The crash is loud, particularly for 6am. Loud noises should be banned before 9am, Mo thinks. 8:30am at a push. Bleary-eyed, she pulls back the duvet and stumbles into the next room.
“What are you doing?” she asks.
From where he’s standing, baseball bat in hand above a pile of what looks like it may have once been an alarm clock but is now mostly a mess, King Arthur blinks at her. “I am vanquishing the beast,” he says.
“That’s an alarm clock,” says Mo.
“I know not what that be,” Arthur replies, and prods the heap gingerly with the end of the baseball bat. “All I know is that it did shriek at me at an ungodly hour, foul thing, and I did see fit to ruin it. I thought mayhap it were a banshee of some kind.”
Mo holds the bridge of her nose between her thumb and forefinger, and exhales very deeply. “Well,” she says, “I’m going to put the coffee on, if you want any. Unless you want to beat that machine into a pulp, too?”
“I approve of the coffee wizard,” says Arthur. “That noble thing may remain.”
It’s only when Arthur has ‘vanquished’ the toilet flush, Mo’s mobile phone, her laptop, the television, and - bizarrely - her mother’s best shoes that Mo realises that there may, in fact, be a problem.
“So what you are saying,” says Arthur, looking rather ill at ease in his borrowed Big Bang Theory sweater and peering at the screen, “is that I may not vanquish this terrible beast, either.”
Mo sighs, and changes the channel. Procuring a new TV set had been a right pain, but luckily her pay is pretty good. For some reason, not many people had been willing to babysit the recently resurrected King of legend.
“No, Arthur,” she states mildly. “That’s Iggy Azalea.”
Mo drops the bags of Tesco shopping and drags Arthur away from the child.
Arthur protests loudly. “I would not have vanquished the beast which did plague him without first asking - ”
“He wasn’t being plagued by any beast,” says Mo, teeth gritted. “He was wearing Heelies. Now pick up the shopping.”

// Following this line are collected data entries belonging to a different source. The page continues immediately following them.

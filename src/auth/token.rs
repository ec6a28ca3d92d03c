//! Exchange of the long-lived token for a session token.
//!
//! The exchange is a single `GET {base}/account/token` carrying the long-lived
//! token as the `GDCAuthSST` cookie scoped to `{base}/account`. A successful
//! answer (status < 400) sets the short-lived `GDCAuthTT` cookie.
//!
//! [`TokenAuthenticator`] only performs the network call and returns the new
//! [`UserLogin`]; storing it is the caller's job.

use std::fmt;
use std::sync::Arc;
use std::time::Duration;

use async_trait::async_trait;
use reqwest::Client;
use reqwest::cookie::CookieStore;
use reqwest::header::{ACCEPT, CONTENT_TYPE, COOKIE, SET_COOKIE};
use tracing::{debug, instrument, trace};
use url::Url;

use super::cookies::{Cookie, CookieJar};
use super::error::AuthenticationError;
use super::login::UserLogin;
use super::policy::TokenPathCookiePolicy;
use crate::config::{CONNECT_TIMEOUT_SECS, ConfigError, REQUEST_TIMEOUT_SECS, ServiceEndpoint};
use crate::http;

/// Cookie carrying the long-lived token on the exchange request.
pub const LONG_LIVED_TOKEN_COOKIE: &str = "GDCAuthSST";

/// Cookie carrying the short-lived session token.
pub const SESSION_TOKEN_COOKIE: &str = "GDCAuthTT";

/// Exchange path, relative to the token endpoint's base path.
pub const TOKEN_PATH: &str = "/account/token";

/// Path the long-lived token cookie is scoped to, relative to the base path.
pub const LONG_LIVED_TOKEN_COOKIE_PATH: &str = "/account";

/// Something that can turn a long-lived token into a fresh [`UserLogin`].
///
/// The uploader holds an `Arc<dyn Authenticator>` so the exchange can be
/// swapped (e.g. counted or stubbed) without touching the upload path.
#[async_trait]
pub trait Authenticator: Send + Sync + fmt::Debug {
    /// Exchanges `long_lived_token` for a session token.
    ///
    /// # Errors
    ///
    /// Returns [`AuthenticationError`] when the exchange is refused, the
    /// response lacks a session token, or the transport fails.
    async fn authenticate(&self, long_lived_token: &str) -> Result<UserLogin, AuthenticationError>;
}

/// HTTP implementation of [`Authenticator`] against the token-exchange endpoint.
#[derive(Debug, Clone)]
pub struct TokenAuthenticator {
    client: Client,
    endpoint: ServiceEndpoint,
    token_url: Url,
}

impl TokenAuthenticator {
    /// Authenticator with the default timeouts.
    ///
    /// # Errors
    ///
    /// Returns [`ConfigError`] when the token URL is invalid or the HTTP client
    /// cannot be built.
    pub fn new(endpoint: ServiceEndpoint) -> Result<Self, ConfigError> {
        Self::with_timeouts(
            endpoint,
            Duration::from_secs(CONNECT_TIMEOUT_SECS),
            Duration::from_secs(REQUEST_TIMEOUT_SECS),
        )
    }

    /// Authenticator with explicit timeouts.
    ///
    /// Redirects are not followed: the session-token cookie must come from the
    /// exchange response itself, and any status below 400 counts as success.
    ///
    /// # Errors
    ///
    /// Returns [`ConfigError`] when the token URL is invalid or the HTTP client
    /// cannot be built.
    pub fn with_timeouts(
        endpoint: ServiceEndpoint,
        connect_timeout: Duration,
        request_timeout: Duration,
    ) -> Result<Self, ConfigError> {
        let raw_url = endpoint.url_for(TOKEN_PATH);
        let token_url = Url::parse(&raw_url).map_err(|_| ConfigError::InvalidUrl {
            endpoint: "token exchange",
            url: raw_url.clone(),
        })?;
        let client = http::build_client(None, connect_timeout, request_timeout)?;
        Ok(Self {
            client,
            endpoint,
            token_url,
        })
    }

    /// The endpoint this authenticator talks to.
    #[must_use]
    pub fn endpoint(&self) -> &ServiceEndpoint {
        &self.endpoint
    }

    /// Full token-exchange URL.
    #[must_use]
    pub fn token_url(&self) -> &Url {
        &self.token_url
    }

    /// Fresh per-exchange jar holding only the long-lived token cookie.
    fn exchange_jar(&self, long_lived_token: &str) -> CookieJar {
        let policy = TokenPathCookiePolicy::new(self.endpoint.path_for(TOKEN_PATH));
        let jar = CookieJar::with_policy(Arc::new(policy));
        jar.insert(Cookie::new(
            LONG_LIVED_TOKEN_COOKIE,
            long_lived_token,
            self.endpoint.host(),
            self.endpoint.path_for(LONG_LIVED_TOKEN_COOKIE_PATH),
        ));
        jar
    }
}

#[async_trait]
impl Authenticator for TokenAuthenticator {
    #[instrument(skip_all, fields(url = %self.token_url))]
    async fn authenticate(&self, long_lived_token: &str) -> Result<UserLogin, AuthenticationError> {
        let url = self.token_url.as_str();
        let jar = self.exchange_jar(long_lived_token);

        // The exchange API only speaks JSON.
        let mut request = self
            .client
            .get(self.token_url.clone())
            .header(CONTENT_TYPE, "application/json; charset=utf-8")
            .header(ACCEPT, "application/json");
        if let Some(cookie_header) = jar.cookies(&self.token_url) {
            request = request.header(COOKIE, cookie_header);
        }

        let response = request
            .send()
            .await
            .map_err(|error| AuthenticationError::transport(url, error))?;

        let response_url = response.url().clone();
        jar.set_cookies(
            &mut response.headers().get_all(SET_COOKIE).iter(),
            &response_url,
        );
        let completed = http::complete(response)
            .await
            .map_err(|error| AuthenticationError::transport(url, error))?;

        match completed.status {
            401 => return Err(AuthenticationError::invalid_credentials(url)),
            status if status >= 400 => {
                return Err(AuthenticationError::unexpected_status(url, status));
            }
            _ => {}
        }

        trace!(cookies = jar.len(), "token exchange cookies harvested");

        let session_token = jar
            .find(SESSION_TOKEN_COOKIE)
            .map(|cookie| cookie.value().to_string())
            .filter(|value| !value.is_empty())
            .ok_or_else(|| AuthenticationError::missing_session_token(url, SESSION_TOKEN_COOKIE))?;
        debug!(status = completed.status, "token exchange returned a session token");

        UserLogin::new(None, None, long_lived_token, session_token)
            .map_err(|_| AuthenticationError::missing_session_token(url, SESSION_TOKEN_COOKIE))
    }
}
//! Authentication: login records, the cookie jar and the token exchange.
//!
//! The WebDAV session is identified by the `GDCAuthTT` cookie. In token mode
//! that cookie comes from exchanging the long-lived `GDCAuthSST` token at the
//! token endpoint; see [`TokenAuthenticator`].

mod cookies;
mod error;
mod login;
mod policy;
mod token;

pub use cookies::{Cookie, CookieJar};
pub use error::AuthenticationError;
pub use login::UserLogin;
pub use policy::{CookieOrigin, CookiePolicy, DefaultCookiePolicy, TokenPathCookiePolicy};
pub use token::{
    Authenticator, LONG_LIVED_TOKEN_COOKIE, LONG_LIVED_TOKEN_COOKIE_PATH, SESSION_TOKEN_COOKIE,
    TOKEN_PATH, TokenAuthenticator,
};
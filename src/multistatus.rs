//! Extraction of resource hrefs from WebDAV `207 Multi-Status` bodies.
//!
//! Only the `href` of each `response` element is needed, so this is a
//! pattern-based scan rather than a full XML parse. Namespace prefixes vary by
//! server (`D:`, `d:`, `lp1:`, none) and are ignored.

use std::sync::LazyLock;

use regex::Regex;
use thiserror::Error;
use tracing::trace;

/// Detects the document root, with or without a namespace prefix.
#[allow(clippy::expect_used)]
static MULTISTATUS_ROOT: LazyLock<Regex> = LazyLock::new(|| {
    Regex::new(r"<(?:[A-Za-z_][\w.\-]*:)?multistatus[\s>/]").expect("multistatus root regex is valid") // Static pattern, safe to panic
});

/// One `<response>...</response>` element; `responsedescription` does not match.
#[allow(clippy::expect_used)]
static RESPONSE_ELEMENT: LazyLock<Regex> = LazyLock::new(|| {
    Regex::new(
        r"(?s)<(?:[A-Za-z_][\w.\-]*:)?response(?:\s[^>]*)?>(.*?)</(?:[A-Za-z_][\w.\-]*:)?response\s*>",
    )
    .expect("response element regex is valid") // Static pattern, safe to panic
});

#[allow(clippy::expect_used)]
static HREF_ELEMENT: LazyLock<Regex> = LazyLock::new(|| {
    Regex::new(r"(?s)<(?:[A-Za-z_][\w.\-]*:)?href(?:\s[^>]*)?>(.*?)</(?:[A-Za-z_][\w.\-]*:)?href\s*>")
        .expect("href element regex is valid") // Static pattern, safe to panic
});

/// Errors from [`parse_multi_status`].
#[derive(Debug, Clone, PartialEq, Eq, Error)]
pub enum MultiStatusError {
    /// The body has no `multistatus` element.
    #[error("response body is not a multistatus document")]
    MissingRoot,
}

/// Returns the `href` of every `response` element, in document order.
///
/// XML entities in hrefs are decoded; responses without an href are skipped.
///
/// # Errors
///
/// Returns [`MultiStatusError::MissingRoot`] when the body is not a
/// multi-status document.
pub fn parse_multi_status(body: &str) -> Result<Vec<String>, MultiStatusError> {
    if !MULTISTATUS_ROOT.is_match(body) {
        return Err(MultiStatusError::MissingRoot);
    }

    let hrefs: Vec<String> = RESPONSE_ELEMENT
        .captures_iter(body)
        .filter_map(|response| {
            let inner = response.get(1)?.as_str();
            let href = HREF_ELEMENT.captures(inner)?.get(1)?.as_str();
            Some(decode_entities(href.trim()))
        })
        .filter(|href| !href.is_empty())
        .collect();
    trace!(count = hrefs.len(), "parsed multistatus hrefs");
    Ok(hrefs)
}

// `&amp;` last so `&amp;lt;` stays `&lt;`.
fn decode_entities(text: &str) -> String {
    text.replace("&lt;", "<")
        .replace("&gt;", ">")
        .replace("&quot;", "\"")
        .replace("&apos;", "'")
        .replace("&amp;", "&")
}

#[cfg(test)]
#[allow(clippy::unwrap_used)]
mod tests {
    use super::*;

    const LISTING: &str = r#"<?xml version="1.0" encoding="utf-8"?>
<D:multistatus xmlns:D="DAV:">
  <D:response>
    <D:href>/uploads/tmp/</D:href>
    <D:propstat><D:status>HTTP/1.1 200 OK</D:status></D:propstat>
  </D:response>
  <D:response>
    <D:href>/uploads/tmp/x.bin</D:href>
    <D:propstat><D:status>HTTP/1.1 200 OK</D:status></D:propstat>
  </D:response>
  <D:responsedescription>done</D:responsedescription>
</D:multistatus>"#;

    #[test]
    fn test_parses_hrefs_in_order() {
        let hrefs = parse_multi_status(LISTING).unwrap();
        assert_eq!(hrefs, ["/uploads/tmp/", "/uploads/tmp/x.bin"]);
    }

    #[test]
    fn test_prefix_agnostic() {
        let body = r#"<multistatus xmlns="DAV:"><response><href>/a</href></response>
<lp1:response xmlns:lp1="DAV:"><lp1:href> /b </lp1:href></lp1:response></multistatus>"#;
        assert_eq!(parse_multi_status(body).unwrap(), ["/a", "/b"]);
    }

    #[test]
    fn test_decodes_entities() {
        let body = "<d:multistatus xmlns:d=\"DAV:\"><d:response><d:href>/a&amp;b/&lt;c&gt;&amp;lt;</d:href></d:response></d:multistatus>";
        assert_eq!(parse_multi_status(body).unwrap(), ["/a&b/<c>&lt;"]);
    }

    #[test]
    fn test_empty_multistatus_yields_no_hrefs() {
        let body = r#"<D:multistatus xmlns:D="DAV:"/>"#;
        assert!(parse_multi_status(body).unwrap().is_empty());
    }

    #[test]
    fn test_non_multistatus_body_is_error() {
        assert_eq!(
            parse_multi_status("<html><body>Login</body></html>"),
            Err(MultiStatusError::MissingRoot)
        );
        assert_eq!(parse_multi_status(""), Err(MultiStatusError::MissingRoot));
    }
}
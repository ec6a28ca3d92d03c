//! Shared User-Agent string for WebDAV and token-exchange HTTP clients.

/// Default User-Agent for every request (identifies the tool and version).
#[must_use]
pub(crate) fn default_user_agent() -> String {
    let version = env!("CARGO_PKG_VERSION");
    format!("webdav-uploader/{version} (reqwest)")
}
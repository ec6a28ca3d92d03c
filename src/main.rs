//! CLI entry point for the WebDAV upload tool.

use anyhow::{Context, Result};
use clap::Parser;
use tracing::{debug, info};
use webdav_uploader::WebDavUploader;

mod app_config;
mod cli;

use app_config::HostOverrides;
use cli::Args;

#[tokio::main]
async fn main() -> Result<()> {
    // Parse CLI arguments first (before tracing, so --help works without logs)
    let args = Args::parse();

    // Priority: RUST_LOG env var > quiet flag > verbose flag > default (info)
    let default_level = if args.quiet {
        "error"
    } else {
        match args.verbose {
            0 => "info",
            1 => "debug",
            _ => "trace",
        }
    };

    let filter = tracing_subscriber::EnvFilter::try_from_default_env()
        .unwrap_or_else(|_| tracing_subscriber::EnvFilter::new(default_level));

    tracing_subscriber::fmt()
        .with_env_filter(filter)
        .with_writer(std::io::stderr)
        .init();

    debug!(?args, "CLI arguments parsed");

    let loaded = app_config::load_config(args.config.as_deref())?;
    if let Some(path) = &loaded.path {
        debug!(path = %path.display(), "loaded configuration file");
    }
    let overrides = HostOverrides {
        webdav_host: args.webdav_host.clone(),
        gdc_host: args.gdc_host.clone(),
    };
    let config = loaded.config.into_uploader_config(&overrides)?;
    let token_mode = config.auth.is_token();

    let remote_file_name = args
        .remote_file_name()
        .with_context(|| format!("Cannot derive a remote name from '{}'", args.file.display()))?;

    let uploader = WebDavUploader::new(config).context("Failed to initialise uploader")?;
    info!(
        host = %uploader.endpoint().host(),
        token_mode,
        "uploading {} to {}/{}",
        args.file.display(),
        args.remote_dir,
        remote_file_name
    );

    uploader
        .transfer_file(
            &args.file,
            &args.remote_dir,
            &remote_file_name,
            &args.content_type,
        )
        .await
        .with_context(|| format!("Upload of '{}' failed", args.file.display()))?;

    info!(
        exchanges = uploader.session().exchange_count(),
        "Upload complete"
    );
    Ok(())
}
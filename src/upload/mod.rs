//! WebDAV upload pipeline.
//!
//! [`WebDavUploader`] creates the remote directory hierarchy with `MKCOL`,
//! uploads with `PUT` and lists collections with `PROPFIND`. Session expiry is
//! recovered once per request in long-lived token mode.

mod error;
mod orchestrator;
mod target;

pub use error::{Operation, UploadError};
pub use orchestrator::{MKCOL_ACCEPTED, PROPFIND_ACCEPTED, PUT_ACCEPTED, WebDavUploader};
pub use target::{DEFAULT_CONTENT_TYPE, UploadBody, UploadTarget};
use serde::Deserialize;
use serde_json::json;
use std::io::ErrorKind;
use std::path::{Path, PathBuf};
use std::sync::Arc;
use stepwise_llm::ToolDefinition;
use tokio::io::AsyncWriteExt;

use super::{CREATE_FILE_TOOL, RegisteredTool, ToolFuture, decode_arguments, resolve_path};
use crate::ToolError;

#[derive(Debug, Deserialize)]
struct CreateFileArguments {
    path: String,
    content: String,
}

/// Writes a new file, creating missing parent directories. Never overwrites.
pub async fn create_file(root: &Path, path: &str, content: &str) -> Result<PathBuf, ToolError> {
    let target = resolve_path(root, path);
    if let Some(parent) = target.parent() {
        tokio::fs::create_dir_all(parent).await.map_err(|error| {
            ToolError::Execution(format!("failed to create directory structure: {error}"))
        })?;
    }

    let mut file = tokio::fs::OpenOptions::new()
        .write(true)
        .create_new(true)
        .open(&target)
        .await
        .map_err(|error| match error.kind() {
            ErrorKind::AlreadyExists => ToolError::State(format!(
                "refusing to create file: '{path}' already exists (use an edit tool to modify existing files)"
            )),
            _ => ToolError::Execution(format!("failed to create {path}: {error}")),
        })?;
    file.write_all(content.as_bytes())
        .await
        .map_err(|error| ToolError::Execution(format!("failed to write file: {error}")))?;
    file.flush()
        .await
        .map_err(|error| ToolError::Execution(format!("failed to write file: {error}")))?;
    Ok(target)
}

pub fn create_file_tool(root: PathBuf) -> RegisteredTool {
    RegisteredTool {
        definition: ToolDefinition {
            name: CREATE_FILE_TOOL.to_string(),
            description: "Creates a new file at the specified path with the provided content. Fails if the file already exists.".to_string(),
            parameters: json!({
                "type": "object",
                "required": ["path", "content"],
                "properties": {
                    "path": {
                        "type": "string",
                        "description": "Path of the new file, including filename and extension."
                    },
                    "content": {
                        "type": "string",
                        "description": "The full text content of the new file."
                    }
                },
                "additionalProperties": false
            }),
        },
        executor: Arc::new(move |raw: String| -> ToolFuture {
            let root = root.clone();
            Box::pin(async move {
                let args: CreateFileArguments = decode_arguments(&raw)?;
                create_file(&root, &args.path, &args.content).await?;
                Ok(format!("Create new file {} success", args.path))
            })
        }),
    }
}

#[cfg(test)]
mod tests {
    use super::*;
    use crate::tools::Tool;
    use tempfile::tempdir;

    #[tokio::test(flavor = "current_thread")]
    async fn creates_parents_and_refuses_overwrite() {
        let dir = tempdir().unwrap();
        let tool = create_file_tool(dir.path().to_path_buf());

        let output = tool
            .invoke(r#"{"path":"src/deep/new.rs","content":"fn main() {}\n"}"#)
            .await
            .unwrap();
        assert_eq!(output, "Create new file src/deep/new.rs success");
        assert_eq!(
            std::fs::read_to_string(dir.path().join("src/deep/new.rs")).unwrap(),
            "fn main() {}\n"
        );

        let error = tool
            .invoke(r#"{"path":"src/deep/new.rs","content":"other"}"#)
            .await
            .unwrap_err();
        assert_eq!(
            error,
            ToolError::State(
                "refusing to create file: 'src/deep/new.rs' already exists (use an edit tool to modify existing files)"
                    .to_string()
            )
        );
        assert_eq!(
            std::fs::read_to_string(dir.path().join("src/deep/new.rs")).unwrap(),
            "fn main() {}\n"
        );
    }
}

Arthur peers at the television, eyes narrowed, and Mo tries her best to ignore him. She has a rather large expenses claim to fill out to the council, after all.
“I must ask something of you,” says Arthur, quietly. “I have questions about the beasts which roam this land.”
Mo sets down her notepad and pen, and prepares herself emotionally. “Go ahead.”
Arthur shifts in his chair. “I wonder - when did it happen that goodness was brought here?” he asks. “The prophecy foretold that I would return when goodness was needed, and yet I am faced at every turn by an image of what appears to be evil, but is goodness in disguise. I cannot vanquish it, for it needs not vanquishing. Why am I here?”
Mo looks down at her expenses claim. At the top, the words All expenses will be paid in full, provided that the claimant is able to keep the subject from inflicting further damages on goods which are not their own. Otherwise, these costs will be deducted from their expense claim.
Sighing, she changes the channel. Arthur recoils. “Vile!” he cries, and attempts to shield his eyes from the screen. “Luminous orange; what manner of beast is this? What gives him cause to spew such bile? Such filth that pours from his maw! Be he some form of serpent in the almost passable guise of a man?”
“That’s Donald Trump,” Mo says flatly.
Arthur looks excited. “I shall vanquish him!” he states. “I shall not rest until his blood - ”
“Maybe you could start with a rousing speech,” Mo suggests, thinking of her expenses.
Mo’s expenses are paid in full that month, minus the cost of a pair of Heelies.
Arthur’s TV publicist, on the other hand, is not quite as lucky.